IPv6の標準化が終わった1995年から、本格的に産業界の実装を含めた作業を進めたのです。ただ、この時のIPv4の在庫は70%以上ありましたから、企業は「やらなければいけないけれども、現実味がない」という感覚でした。また、ISPなどの事業者は、NATでの対応で済ませていました。「IPアドレスはなくなってもいい」「IPアドレスはなくならないのでは?」という意識を持つ人がほとんどでした。
―こうした事業者の意識が変わり出したのはいつごろなのでしょうか?
江崎氏:IPv4の在庫が20%を切った2008年頃、「確実になくなる」ということがわかってからです。ただ、このときでも多くの企業はIPv4アドレスを持っていましたので、「ビジネスが広がらない限りは不要」というスタンスでした。
2000年から始まった「e-Japan戦略」で、ADSLが急速に普及した時は爆発的にインターネットユーザが増えてIPv4アドレスが消費されましたが、それ以降のユーザ数は微増でしたから。
―IPv6に対応しないと何が困るのでしょうか?
江崎氏:クラウド・コンピューティングですね。クラウド・サービスはまだ出てきたところですが、この仕組みはものすごいアドレスを消費してしまう。
仮想化などの技術は、1台のサーバに1000個のバーチャルマシンを立ち上げます。クラウド・コンピューティングはインターネットスペースで結ばれて成り立っていますから、IPアドレスがそれだけ必要になります。そういった意味でクラウド・コンピューティングはIPv4の消費トリガーといえます。

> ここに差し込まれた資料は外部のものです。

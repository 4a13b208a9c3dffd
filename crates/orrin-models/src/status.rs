use serde::{Deserialize, Serialize};
use std::fmt;
use std::str::FromStr;

use crate::error::ParseError;

/// The four mutually exclusive watch statuses a category is partitioned into
#[derive(Debug, Clone, Copy, Serialize, Deserialize, PartialEq, Eq, PartialOrd, Ord, Hash)]
pub enum StatusLabel {
    /// Planned, not started
    WantToWatch,
    /// Started, not finished
    CurrentlyWatching,
    /// Finished
    Watched,
    /// Started and abandoned
    DidNotFinish,
}

impl StatusLabel {
    /// All statuses in display order
    pub const ALL: [StatusLabel; 4] = [
        StatusLabel::WantToWatch,
        StatusLabel::CurrentlyWatching,
        StatusLabel::Watched,
        StatusLabel::DidNotFinish,
    ];

    pub fn label(&self) -> &'static str {
        match self {
            StatusLabel::WantToWatch => "Want to Watch",
            StatusLabel::CurrentlyWatching => "Currently Watching",
            StatusLabel::Watched => "Watched",
            StatusLabel::DidNotFinish => "Did Not Finish",
        }
    }
}

impl fmt::Display for StatusLabel {
    fn fmt(&self, f: &mut fmt::Formatter<'_>) -> fmt::Result {
        write!(f, "{}", self.label())
    }
}

impl FromStr for StatusLabel {
    type Err = ParseError;

    /// Accepts the display label ("Want to Watch"), the variant name
    /// ("WantToWatch") and kebab/snake forms ("want-to-watch"), ignoring case
    fn from_str(s: &str) -> Result<Self, Self::Err> {
        let compact: String = s
            .chars()
            .filter(|c| !c.is_whitespace() && *c != '-' && *c != '_')
            .collect::<String>()
            .to_lowercase();

        match compact.as_str() {
            "wanttowatch" | "watchlist" => Ok(StatusLabel::WantToWatch),
            "currentlywatching" | "watching" => Ok(StatusLabel::CurrentlyWatching),
            "watched" | "completed" => Ok(StatusLabel::Watched),
            "didnotfinish" | "dnf" | "dropped" => Ok(StatusLabel::DidNotFinish),
            _ => Err(ParseError::UnknownStatus(s.to_string())),
        }
    }
}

クラウド事業者にとっては、IPv4の枯渇はシリアスな問題です。
しかしASP(アプリケーションサービスプロバイダ)事業者はなかなか対応しません。というのは、彼らにとってはアプリケーションのシステムダウンが一番怖いのです。システムが動かなくなれば顧客が逃げてしまいますから、安全に運用していこうとする。客から文句が来ないようにするためにIPv4にしがみついている、という状態です。

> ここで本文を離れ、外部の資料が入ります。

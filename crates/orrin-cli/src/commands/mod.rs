pub mod catalog;
pub mod clear;
pub mod config;
pub mod lists;
pub mod prompts;
pub mod show;
pub mod spin;
pub mod stats;
pub mod status;

use crate::output::Output;
use color_eyre::eyre::eyre;
use color_eyre::Result;
use comfy_table::{Attribute, Cell, Table};
use orrin_config::{Config, PathManager};
use orrin_core::{
    ListError, ListMirror, ListNamePolicy, ListStore, MediaCatalog, RestResourceService, SnapshotManager,
    StaticCatalog, WatchStats,
};
use orrin_models::{MediaCategory, MediaItem, StatusLabel};
use std::time::Duration;

pub fn parse_category(raw: &str) -> Result<MediaCategory> {
    raw.parse::<MediaCategory>()
        .map_err(|e| eyre!("{}", ListError::from(e)))
}

pub fn parse_status(raw: &str) -> Result<StatusLabel> {
    raw.parse::<StatusLabel>()
        .map_err(|e| eyre!("{}", ListError::from(e)))
}

pub fn load_config(paths: &PathManager) -> Result<Config> {
    let config_file = paths.config_file();
    let config = Config::load_or_default(&config_file)
        .map_err(|e| eyre!("Failed to load config from {}: {}", config_file.display(), e))?;
    config
        .validate()
        .map_err(|e| eyre!("Invalid configuration in {}: {}", config_file.display(), e))?;
    Ok(config)
}

pub fn load_catalog(config: &Config, paths: &PathManager) -> Result<StaticCatalog> {
    let catalog_path = config.catalog_path(paths);
    StaticCatalog::load_from_file(&catalog_path).map_err(|e| eyre!("{:#}", e))
}

pub fn name_policy(config: &Config) -> ListNamePolicy {
    if config.lists.unique_names {
        ListNamePolicy::Unique
    } else {
        ListNamePolicy::AllowDuplicates
    }
}

pub fn find_item<C: MediaCatalog>(catalog: &C, media_id: &str) -> Result<MediaItem> {
    catalog
        .find(media_id)
        .cloned()
        .ok_or_else(|| eyre!("No title with id '{}' in the catalog. Run 'orrin catalog' to list ids.", media_id))
}

/// Saved store plus everything needed to write it back
pub struct Session {
    pub paths: PathManager,
    pub config: Config,
    pub store: ListStore,
    snapshots: SnapshotManager,
}

impl Session {
    pub fn open() -> Result<Self> {
        let paths = PathManager::default();
        let config = load_config(&paths)?;
        let snapshots = SnapshotManager::new(config.snapshot_path(&paths));
        let store = snapshots
            .load_or_new(name_policy(&config))
            .map_err(|e| eyre!("Failed to load saved lists from {}: {}", snapshots.path().display(), e))?;

        Ok(Self {
            paths,
            config,
            store,
            snapshots,
        })
    }

    pub fn catalog(&self) -> Result<StaticCatalog> {
        load_catalog(&self.config, &self.paths)
    }

    /// Save locally, then mirror the category when a remote is configured.
    /// Remote failures are reported but never undo the local save.
    pub async fn commit(&self, category: MediaCategory, with_stats: bool, output: &Output) -> Result<()> {
        self.snapshots
            .save(&self.store)
            .map_err(|e| eyre!("Failed to save lists to {}: {}", self.snapshots.path().display(), e))?;

        if !self.config.remote.enabled {
            return Ok(());
        }

        let remote = &self.config.remote;
        let service = match RestResourceService::new(&remote.base_url, Duration::from_secs(remote.timeout_seconds)) {
            Ok(service) => service,
            Err(e) => {
                tracing::warn!("Remote mirror disabled for this run: {}", e);
                output.warn(format!("Saved locally, but the remote at {} is unusable: {}", remote.base_url, e));
                return Ok(());
            }
        };
        let mirror = ListMirror::new(service, remote.user_id.clone());

        if let Err(e) = mirror.publish_category(&self.store, category).await {
            tracing::warn!(%category, "Failed to mirror lists: {}", e);
            output.warn(format!("Saved locally, but mirroring {} to {} failed: {}", category, remote.base_url, e));
            return Ok(());
        }

        if with_stats {
            if let Err(e) = mirror.publish_stats(&WatchStats::from_store(&self.store)).await {
                tracing::warn!("Failed to mirror watch stats: {}", e);
                output.warn(format!("Saved locally, but mirroring stats failed: {}", e));
            }
        }

        Ok(())
    }
}

pub fn items_table(items: &[&MediaItem]) -> Table {
    let mut table = Table::new();
    table.set_header(vec![
        Cell::new("Id").add_attribute(Attribute::Bold),
        Cell::new("Title").add_attribute(Attribute::Bold),
        Cell::new("Type").add_attribute(Attribute::Bold),
        Cell::new("Year").add_attribute(Attribute::Bold),
        Cell::new("Genres").add_attribute(Attribute::Bold),
    ]);
    for item in items {
        table.add_row(vec![
            Cell::new(&item.id),
            Cell::new(&item.title),
            Cell::new(item.media_type.to_string()),
            Cell::new(item.year.map(|y| y.to_string()).unwrap_or_default()),
            Cell::new(item.genres.join(", ")),
        ]);
    }
    table.load_preset(comfy_table::presets::UTF8_FULL);
    table.apply_modifier(comfy_table::modifiers::UTF8_ROUND_CORNERS);
    table
}

#[cfg(test)]
mod tests {
    use super::*;
    use orrin_models::MediaType;

    #[test]
    fn test_parse_arguments() {
        assert_eq!(parse_category("Films").unwrap(), MediaCategory::Films);
        assert_eq!(parse_status("did-not-finish").unwrap(), StatusLabel::DidNotFinish);

        let err = parse_category("podcasts").unwrap_err();
        assert!(err.to_string().starts_with("invalid argument:"));
        assert!(parse_status("maybe later").is_err());
    }

    #[test]
    fn test_name_policy_from_config() {
        let mut config = Config::default();
        assert_eq!(name_policy(&config), ListNamePolicy::AllowDuplicates);
        config.lists.unique_names = true;
        assert_eq!(name_policy(&config), ListNamePolicy::Unique);
    }

    #[test]
    fn test_find_item() {
        let catalog = StaticCatalog::new(vec![MediaItem::new("m1", "Heat", MediaType::Film)]);
        assert_eq!(find_item(&catalog, "m1").unwrap().title, "Heat");
        assert!(find_item(&catalog, "m2").is_err());
    }
}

顧客へのサービスという面ではやっていませんが、各企業の研究所レベルではIPv6対策を練っています。ただ、一般的にすべてのデータセンターやクラウド事業者がやっているというわけではありません。米国の大手クラウド事業者のなかには全然IPv6対応を行っていないところもあります。IPv4アドレスを大量に保有している米国に本社があり、なんとなく心理的にIPv4アドレスがある、というイメージを持っているのでしょう。